■ **Required work**
From the first line onward, reproduce the records exactly; the final line to include is the one holding "a non-2xx status.".

(Collected data)
=== Begin Enclosure ===

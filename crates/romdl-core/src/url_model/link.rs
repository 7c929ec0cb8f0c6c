//! Joining listing links onto base URLs.

use url::Url;

/// Resolves a (possibly relative) listing link against the source's base URL.
///
/// Returns `None` when the base is not an absolute URL or the join fails.
pub fn resolve_link(base: &str, link: &str) -> Option<String> {
    let base = Url::parse(base).ok()?;
    base.join(link).ok().map(String::from)
}

/// Host component of a URL, used to partition the response cache.
pub fn host_of(url: &str) -> Option<String> {
    Url::parse(url)
        .ok()
        .and_then(|u| u.host_str().map(str::to_string))
}
//! Error produced by a single HTTP attempt.

use std::fmt;

/// Failure of one attempt (curl failure, HTTP error status, or local storage failure).
/// Kept separate from [`RomdlError`](crate::error::RomdlError) so it can be
/// classified for retries and normalized into a `ContentResult`.
#[derive(Debug)]
pub enum AttemptError {
    /// Curl reported an error (timeout, connection, etc.).
    Curl(curl::Error),
    /// Server answered with a non-2xx status.
    Http { status: u32, body: String },
    /// Creating directories or writing the destination failed. Not retried.
    Storage(std::io::Error),
}

impl fmt::Display for AttemptError {
    fn fmt(&self, f: &mut fmt::Formatter<'_>) -> fmt::Result {
        match self {
            AttemptError::Curl(e) => write!(f, "{}", e),
            AttemptError::Http { status, .. } => write!(f, "HTTP {}", status),
            AttemptError::Storage(e) => write!(f, "storage: {}", e),
        }
    }
}

impl std::error::Error for AttemptError {
    fn source(&self) -> Option<&(dyn std::error::Error + 'static)> {
        match self {
            AttemptError::Curl(e) => Some(e),
            AttemptError::Storage(e) => Some(e),
            AttemptError::Http { .. } => None,
        }
    }
}
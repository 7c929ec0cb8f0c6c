//! Download record CRUD.

mod read;
mod write;
//! `romdl forget <id>` – delete a history record.

use anyhow::{bail, Result};
use romdl_core::library_db::LibraryDb;

pub async fn run_forget(db: &LibraryDb, id: i64) -> Result<()> {
    if !db.delete(id).await? {
        bail!("no download record with id {}", id);
    }
    println!("Forgot download {id}");
    Ok(())
}
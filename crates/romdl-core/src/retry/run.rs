//! Retry loop: run a closure until success or the policy says stop.

use super::classify;
use super::error::AttemptError;
use super::policy::{RetryDecision, RetryPolicy};

/// Runs `f` until it succeeds or the retry policy says to stop, returning the
/// last error in the latter case. `f` receives the 1-based attempt number.
pub fn run_with_retry<T, F>(policy: &RetryPolicy, mut f: F) -> Result<T, AttemptError>
where
    F: FnMut(u32) -> Result<T, AttemptError>,
{
    let mut attempt = 1u32;
    loop {
        match f(attempt) {
            Ok(v) => return Ok(v),
            Err(e) => {
                let class = classify::classify(&e);
                match policy.decide(attempt, class) {
                    RetryDecision::NoRetry => return Err(e),
                    RetryDecision::RetryAfter(d) => {
                        tracing::warn!(attempt, ?class, "attempt failed ({}); retrying in {:?}", e, d);
                        std::thread::sleep(d);
                        attempt += 1;
                    }
                }
            }
        }
    }
}

#[cfg(test)]
mod tests {
    use super::*;
    use std::time::Duration;

    fn fast_policy() -> RetryPolicy {
        RetryPolicy {
            max_attempts: 3,
            min_wait: Duration::from_millis(1),
            max_wait: Duration::from_millis(2),
        }
    }

    fn http(status: u32) -> AttemptError {
        AttemptError::Http {
            status,
            body: String::new(),
        }
    }

    #[test]
    fn succeeds_on_third_attempt() {
        let mut calls = 0;
        let r = run_with_retry(&fast_policy(), |attempt| {
            calls += 1;
            if attempt < 3 {
                Err(http(502))
            } else {
                Ok(attempt)
            }
        });
        assert_eq!(r.unwrap(), 3);
        assert_eq!(calls, 3);
    }

    #[test]
    fn gives_up_after_max_attempts() {
        let mut calls = 0;
        let r: Result<(), _> = run_with_retry(&fast_policy(), |_| {
            calls += 1;
            Err(http(500))
        });
        assert!(matches!(r, Err(AttemptError::Http { status: 500, .. })));
        assert_eq!(calls, 3);
    }

    #[test]
    fn storage_error_is_not_retried() {
        let mut calls = 0;
        let r: Result<(), _> = run_with_retry(&fast_policy(), |_| {
            calls += 1;
            Err(AttemptError::Storage(std::io::Error::new(
                std::io::ErrorKind::Other,
                "disk full",
            )))
        });
        assert!(matches!(r, Err(AttemptError::Storage(_))));
        assert_eq!(calls, 1);
    }
}
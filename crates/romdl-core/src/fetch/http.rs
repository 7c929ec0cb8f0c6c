//! Single curl attempts: GET to memory, GET to a file.

use std::fs;
use std::io::{BufWriter, Write};
use std::path::Path;
use std::time::Duration;

use crate::retry::AttemptError;

/// Buffer size for streaming downloads to disk.
pub const DOWNLOAD_CHUNK_SIZE: usize = 8192;

/// Per-request curl settings.
#[derive(Debug, Clone)]
pub struct RequestOptions {
    pub user_agent: String,
    /// Connect timeout and, for listing requests, the longest stretch the
    /// server may go without sending a byte.
    pub timeout: Duration,
}

/// `CURLOPT_LOW_SPEED_TIME` has whole-second resolution; zero disables it.
fn stall_window(timeout: Duration) -> Duration {
    Duration::from_secs(timeout.as_secs().max(1))
}

fn easy_for(url: &str, opts: &RequestOptions) -> Result<curl::easy::Easy, curl::Error> {
    let mut easy = curl::easy::Easy::new();
    easy.url(url)?;
    easy.follow_location(true)?;
    easy.max_redirections(10)?;
    easy.useragent(&opts.user_agent)?;
    easy.connect_timeout(opts.timeout)?;
    Ok(easy)
}

/// GET `url` into memory. Returns the final status and the body (lossy UTF-8)
/// for any completed transfer, including non-2xx ones.
pub fn get_text(url: &str, opts: &RequestOptions) -> Result<(u32, String), AttemptError> {
    let mut easy = easy_for(url, opts).map_err(AttemptError::Curl)?;
    easy.low_speed_limit(1).map_err(AttemptError::Curl)?;
    easy.low_speed_time(stall_window(opts.timeout))
        .map_err(AttemptError::Curl)?;

    let mut body = Vec::new();
    {
        let mut transfer = easy.transfer();
        transfer
            .write_function(|data| {
                body.extend_from_slice(data);
                Ok(data.len())
            })
            .map_err(AttemptError::Curl)?;
        transfer.perform().map_err(AttemptError::Curl)?;
    }

    let status = easy.response_code().map_err(AttemptError::Curl)?;
    Ok((status, String::from_utf8_lossy(&body).into_owned()))
}

fn download_easy(url: &str, opts: &RequestOptions) -> Result<curl::easy::Easy, curl::Error> {
    let mut easy = easy_for(url, opts)?;
    // Abort stalled transfers instead of hanging forever.
    easy.low_speed_limit(1024)?;
    easy.low_speed_time(Duration::from_secs(60))?;
    Ok(easy)
}

/// GET `url` and stream the body to `dest`.
///
/// The body goes to `<dest>.part` and is renamed onto `dest` only after a 2xx
/// response; any other outcome removes the partial file. Returns the status.
pub fn get_to_file(url: &str, dest: &Path, opts: &RequestOptions) -> Result<u32, AttemptError> {
    if let Some(parent) = dest.parent() {
        fs::create_dir_all(parent).map_err(AttemptError::Storage)?;
    }
    let mut easy = download_easy(url, opts).map_err(AttemptError::Curl)?;
    let temp = temp_path(dest);
    let file = fs::File::create(&temp).map_err(AttemptError::Storage)?;
    let mut writer = BufWriter::with_capacity(DOWNLOAD_CHUNK_SIZE, file);

    let mut write_err: Option<std::io::Error> = None;
    let performed = {
        let mut transfer = easy.transfer();
        let registered = transfer.write_function(|data| match writer.write_all(data) {
            Ok(()) => Ok(data.len()),
            Err(e) => {
                write_err = Some(e);
                Ok(0)
            }
        });
        registered.and_then(|_| transfer.perform())
    };

    // Flush and close the part file before inspecting the outcome.
    let flushed = writer.into_inner().map(drop).map_err(|e| e.into_error());

    if let Some(e) = write_err {
        discard(&temp);
        return Err(AttemptError::Storage(e));
    }
    if let Err(e) = performed {
        discard(&temp);
        return Err(AttemptError::Curl(e));
    }
    if let Err(e) = flushed {
        discard(&temp);
        return Err(AttemptError::Storage(e));
    }
    let status = match easy.response_code() {
        Ok(s) => s,
        Err(e) => {
            discard(&temp);
            return Err(AttemptError::Curl(e));
        }
    };

    if !(200..300).contains(&status) {
        let body = fs::read(&temp)
            .map(|b| String::from_utf8_lossy(&b).into_owned())
            .unwrap_or_default();
        discard(&temp);
        return Err(AttemptError::Http { status, body });
    }

    fs::rename(&temp, dest).map_err(|e| {
        discard(&temp);
        AttemptError::Storage(e)
    })?;
    Ok(status)
}

/// `file.zip` → `file.zip.part`.
pub fn temp_path(final_path: &Path) -> std::path::PathBuf {
    let mut o = final_path.as_os_str().to_owned();
    o.push(".part");
    std::path::PathBuf::from(o)
}

fn discard(path: &Path) {
    if let Err(e) = fs::remove_file(path) {
        if e.kind() != std::io::ErrorKind::NotFound {
            tracing::warn!("remove partial file {}: {}", path.display(), e);
        }
    }
}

=== End Enclosure ===

■ **The completed task**
filename crates/romdl-core/src/url_model/link.rs
repository 7c929ec0cb8f0c6c
//! Joining listing links onto base URLs.

use url::Url;

/// Resolves a (possibly relative) listing link against the source's base URL.
///
/// Returns `None` when the base is not an absolute URL or the join fails.
pub fn resolve_link(base: &str, link: &str) -> Option<String> {
    let base = Url::parse(base).ok()?;
    base.join(link).ok().map(String::from)
}

/// Host component of a URL, used to partition the response cache.
pub fn host_of(url: &str) -> Option<String> {
    Url::parse(url)
        .ok()
        .and_then(|u| u.host_str().map(str::to_string))
}
//! Error produced by a single HTTP attempt.

use std::fmt;

/// Failure of one attempt (curl failure, HTTP error status, or local storage failure).
/// Kept separate from [`RomdlError`](crate::error::RomdlError) so it can be
/// classified for retries and normalized into a `ContentResult`.
#[derive(Debug)]
pub enum AttemptError {
    /// Curl reported an error (timeout, connection, etc.).
    Curl(curl::Error),
    /// Server answered with a non-2xx status.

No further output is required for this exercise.